Ideas regarding pregnancy

Even though the government has actively encouraged family planning, Sri Lankans still regard pregnancy as a blessing and birth is a symbol of a successful marriage.[22][25] Pregnancy outside of marriage is very rare in Sri Lanka.[21][26] Culturally it is important that a woman remains a virgin until marriage.[26] Single mothers do not receive government-based aid. Children born to unwed mothers are often labeled as illegitimate and considered outcasts in society.[26]

Preparation for birth

When husbands learn their wife is pregnant, they make a vow to perform the Ratrayakuma ritual.[22] This ritual, which involves hanging a pot containing coins, a betel leaf and flowers from the rafters, is done to appease the evil spirit Rata Yaka, who is believed to prevent successful child bearing and delivery.[22] During a first pregnancy, couples often visit temples of special significance in the Buddhist faith.[22] Examples of such temples are Temple of the Tooth in Kandy or the Sacred Bodhi tree at Anuradhapura. At the temple they pray for the pregnancy and ask for an uncomplicated birth and healthy life.[22] They make vows to ensure their wishes are granted. If their wishes are granted, they return to the temple or shrine to make offerings of praise to the Gods who protected their newborn child and mother during pregnancy and birth.[22]

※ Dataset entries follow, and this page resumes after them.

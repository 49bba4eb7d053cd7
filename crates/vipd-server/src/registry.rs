//! The service registry.
//!
//! [`Registry`] owns the entry table and the address allocator and keeps three
//! pieces of external state in step with them: the persisted snapshot, the
//! forwarding rules and the resolution file. Every mutating operation runs under
//! one write lock, start to finish, so concurrent requests never observe or
//! produce a half-applied change.
//!
//! ## Configuration changes
//!
//! The snapshot records the address block and resolution file it was built
//! under. If either differs from the running configuration the registry starts
//! *stale*: `add` and `delete` are refused until [`Registry::restore`] has moved
//! every entry into the configured block and rebuilt the rules.
//!
//! ## Partial failures
//!
//! Once a change is persisted it is not rolled back. A failure to install a rule
//! or rewrite the resolution file after that point is returned to the caller and
//! the entry stays registered; `restore` reconciles.

use crate::allocator::{AddressAllocator, BlockExhausted};
use crate::firewall::{FirewallBackend, FirewallError, ForwardRule};
use crate::state::{RegistryState, StateStore, StoreError};
use ipnet::Ipv4Net;
use std::collections::BTreeMap;
use std::net::Ipv4Addr;
use std::path::PathBuf;
use std::sync::Arc;
use thiserror::Error;
use tokio::sync::RwLock;
use tracing::{info, warn};
use vipd_core::ResolutionFile;
use vipd_core::ServiceEntry;
use vipd_core::service::is_valid_name;

#[derive(Error, Debug)]
pub enum RegistryError {
    #[error("Entry for service {0} already exists")]
    DuplicateService(String),
    #[error("Service not found")]
    ServiceNotFound,
    #[error("IP block exhausted")]
    IpBlockExhausted,
    #[error("The configuration has changed. Please run the restore command.")]
    ConfigurationStale,
    #[error("Invalid service name '{0}'")]
    InvalidName(String),
    #[error("Failed to persist registry state: {0}")]
    Persistence(#[from] StoreError),
    #[error("Failed to sync forwarding rules: {0}")]
    RuleSync(#[from] FirewallError),
    #[error("Failed to update resolution file {}: {source}", path.display())]
    ResolutionFile {
        path: PathBuf,
        source: std::io::Error,
    },
}

impl From<BlockExhausted> for RegistryError {
    fn from(_: BlockExhausted) -> Self {
        Self::IpBlockExhausted
    }
}

#[derive(Debug)]
struct Inner {
    entries: BTreeMap<String, ServiceEntry>,
    allocator: AddressAllocator,
    stale: bool,
}

fn address_in_use(entries: &BTreeMap<String, ServiceEntry>, address: Ipv4Addr) -> bool {
    entries.values().any(|entry| entry.virtual_address == address)
}

/// A cheap, cloneable handle to the shared registry.
#[derive(Debug, Clone)]
pub struct Registry {
    inner: Arc<RwLock<Inner>>,
    store: Arc<StateStore>,
    firewall: Arc<dyn FirewallBackend>,
    resolution: ResolutionFile,
}

impl Registry {
    /// Loads the persisted snapshot (if any) under the given configuration.
    ///
    /// # Errors
    ///
    /// Fails if the state file exists but cannot be read or parsed. There is no
    /// safe way to continue from a corrupt snapshot.
    pub async fn open(
        block: Ipv4Net,
        store: StateStore,
        resolution: ResolutionFile,
        firewall: Arc<dyn FirewallBackend>,
    ) -> Result<Self, RegistryError> {
        let inner = match store.load().await? {
            None => {
                info!("No registry state at {}, starting empty", store.path().display());
                Inner {
                    entries: BTreeMap::new(),
                    allocator: AddressAllocator::new(block),
                    stale: false,
                }
            }
            Some(state) => {
                let same_block = state.block == block;
                let same_file = state.resolution_file == resolution.path();
                if !same_block {
                    warn!("Address block changed from {} to {}", state.block, block);
                }
                if !same_file {
                    warn!(
                        "Resolution file changed from {} to {}",
                        state.resolution_file.display(),
                        resolution.path().display()
                    );
                }

                let allocator = if same_block {
                    AddressAllocator::from_parts(block, state.cursor, state.free_list)
                } else {
                    AddressAllocator::with_free_list(block, state.free_list)
                };

                info!("Loaded {} services from {}", state.entries.len(), store.path().display());
                Inner {
                    entries: state.entries,
                    allocator,
                    stale: !(same_block && same_file),
                }
            }
        };

        Ok(Self {
            inner: Arc::new(RwLock::new(inner)),
            store: Arc::new(store),
            firewall,
            resolution,
        })
    }

    /// True while the persisted state does not match the configuration.
    pub async fn is_stale(&self) -> bool {
        self.inner.read().await.stale
    }

    fn snapshot(
        &self,
        entries: &BTreeMap<String, ServiceEntry>,
        allocator: &AddressAllocator,
    ) -> RegistryState {
        RegistryState {
            entries: entries.clone(),
            cursor: allocator.cursor(),
            free_list: allocator.free_list().to_vec(),
            block: allocator.block(),
            resolution_file: self.resolution.path().to_path_buf(),
        }
    }

    async fn persist(&self, inner: &Inner) -> Result<(), RegistryError> {
        let state = self.snapshot(&inner.entries, &inner.allocator);
        self.store.save(&state).await?;
        Ok(())
    }

    async fn publish(
        &self,
        entries: &BTreeMap<String, ServiceEntry>,
        include: bool,
    ) -> Result<(), RegistryError> {
        let entries: Vec<ServiceEntry> = entries.values().cloned().collect();
        self.resolution
            .rewrite(&entries, include)
            .await
            .map_err(|source| RegistryError::ResolutionFile {
                path: self.resolution.path().to_path_buf(),
                source,
            })
    }

    /// Registers a service and starts forwarding its virtual address.
    pub async fn add(
        &self,
        name: &str,
        backend_address: Ipv4Addr,
        backend_port: u16,
        virtual_port: u16,
    ) -> Result<ServiceEntry, RegistryError> {
        let mut inner = self.inner.write().await;
        if inner.stale {
            return Err(RegistryError::ConfigurationStale);
        }
        if !is_valid_name(name) {
            return Err(RegistryError::InvalidName(name.to_string()));
        }
        if inner.entries.contains_key(name) {
            return Err(RegistryError::DuplicateService(name.to_string()));
        }

        let previous_allocator = inner.allocator.clone();
        let Inner {
            entries, allocator, ..
        } = &mut *inner;
        let virtual_address = allocator.allocate(|address| address_in_use(entries, address))?;

        let entry = ServiceEntry {
            name: name.to_string(),
            backend_address,
            backend_port,
            virtual_address,
            virtual_port,
        };
        inner.entries.insert(entry.name.clone(), entry.clone());

        if let Err(e) = self.persist(&inner).await {
            inner.entries.remove(name);
            inner.allocator = previous_allocator;
            return Err(e);
        }
        info!("Added service {} ({})", name, ForwardRule::from(&entry));

        if let Err(e) = self.firewall.add_rule(&ForwardRule::from(&entry)).await {
            warn!("Service {} is registered but its rule is missing: {}", name, e);
            return Err(e.into());
        }
        if let Err(e) = self.publish(&inner.entries, true).await {
            warn!("Service {} is registered but not published: {}", name, e);
            return Err(e);
        }

        Ok(entry)
    }

    /// Stops forwarding a service and forgets it.
    ///
    /// The rule is removed first; if that fails nothing else changes.
    pub async fn delete(&self, name: &str) -> Result<(), RegistryError> {
        let mut inner = self.inner.write().await;
        if inner.stale {
            return Err(RegistryError::ConfigurationStale);
        }
        let entry = inner
            .entries
            .get(name)
            .cloned()
            .ok_or(RegistryError::ServiceNotFound)?;

        self.firewall.remove_rule(&ForwardRule::from(&entry)).await?;

        inner.entries.remove(name);
        inner.allocator.release(entry.virtual_address);
        info!("Deleted service {} ({})", name, entry.virtual_address);

        self.persist(&inner).await?;
        self.publish(&inner.entries, true).await
    }

    pub async fn resolve(&self, name: &str) -> Result<ServiceEntry, RegistryError> {
        self.inner
            .read()
            .await
            .entries
            .get(name)
            .cloned()
            .ok_or(RegistryError::ServiceNotFound)
    }

    /// All services, ordered by name.
    pub async fn list(&self) -> Vec<ServiceEntry> {
        self.inner.read().await.entries.values().cloned().collect()
    }

    /// Rebuilds rules, addresses and the resolution file from the registry.
    ///
    /// Entries whose address is outside the configured block get a new one. The
    /// rule chain is flushed and recreated, so forwarding briefly stops. This is
    /// the only way out of the stale state, and it is idempotent.
    pub async fn restore(&self) -> Result<Vec<ServiceEntry>, RegistryError> {
        let mut inner = self.inner.write().await;

        // Work on copies so running out of addresses leaves everything as it was.
        let mut entries = inner.entries.clone();
        let mut allocator = inner.allocator.clone();
        let displaced: Vec<String> = entries
            .values()
            .filter(|entry| !allocator.contains(entry.virtual_address))
            .map(|entry| entry.name.clone())
            .collect();
        for name in displaced {
            let address = allocator.allocate(|address| address_in_use(&entries, address))?;
            if let Some(entry) = entries.get_mut(&name) {
                info!("Moving service {} from {} to {}", name, entry.virtual_address, address);
                entry.virtual_address = address;
            }
        }

        self.firewall.cleanup().await?;
        self.firewall.initialize_chain().await?;

        self.store.save(&self.snapshot(&entries, &allocator)).await?;
        inner.entries = entries;
        inner.allocator = allocator;
        if inner.stale {
            info!("Registry state now matches the configuration");
            inner.stale = false;
        }

        let mut first_error = None;
        for entry in inner.entries.values() {
            if let Err(e) = self.firewall.add_rule(&ForwardRule::from(entry)).await {
                warn!("Failed to install rule for {}: {}", entry.name, e);
                first_error.get_or_insert(e);
            }
        }
        self.publish(&inner.entries, true).await?;
        if let Some(e) = first_error {
            return Err(e.into());
        }

        info!("Restored {} services", inner.entries.len());
        Ok(inner.entries.values().cloned().collect())
    }

    /// Removes the rule chain and the managed resolution lines.
    ///
    /// The persisted registry is left alone so a later `restore` rebuilds
    /// everything.
    pub async fn cleanup(&self) -> Result<(), RegistryError> {
        let inner = self.inner.write().await;
        self.firewall.cleanup().await?;
        self.publish(&inner.entries, false).await?;
        info!("Removed forwarding rules and published names");
        Ok(())
    }
}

During pregnancy, family members take care to please the pregnant mother and protect her, and her unborn child, by relieving her of household duties.[22] The pregnant woman's mother, grandmother or mother-in-law supervises meals. While pregnant, women may experience Doladuka, or suffering of two hearts.[22] This experience includes unusual desires to eat particularly sour fruits or indulge in specific acts.[22] These wishes must be fulfilled to protect the fetus from physical or mental defects. Pregnant women avoid eating twinned foods as they are thought to lead to the birth of twins. Relatives and friends visit often to give gifts of fruits and boiled rice with curry wrapped in a banana leaf.[22] Traditionally, baby showers are considered bad luck and gifts are not given until after the birth of the child.[25] When preparing clothing for the new baby, care is taken to never complete the garment before the birth of the baby, as this assumes the birth is a certainty.[22]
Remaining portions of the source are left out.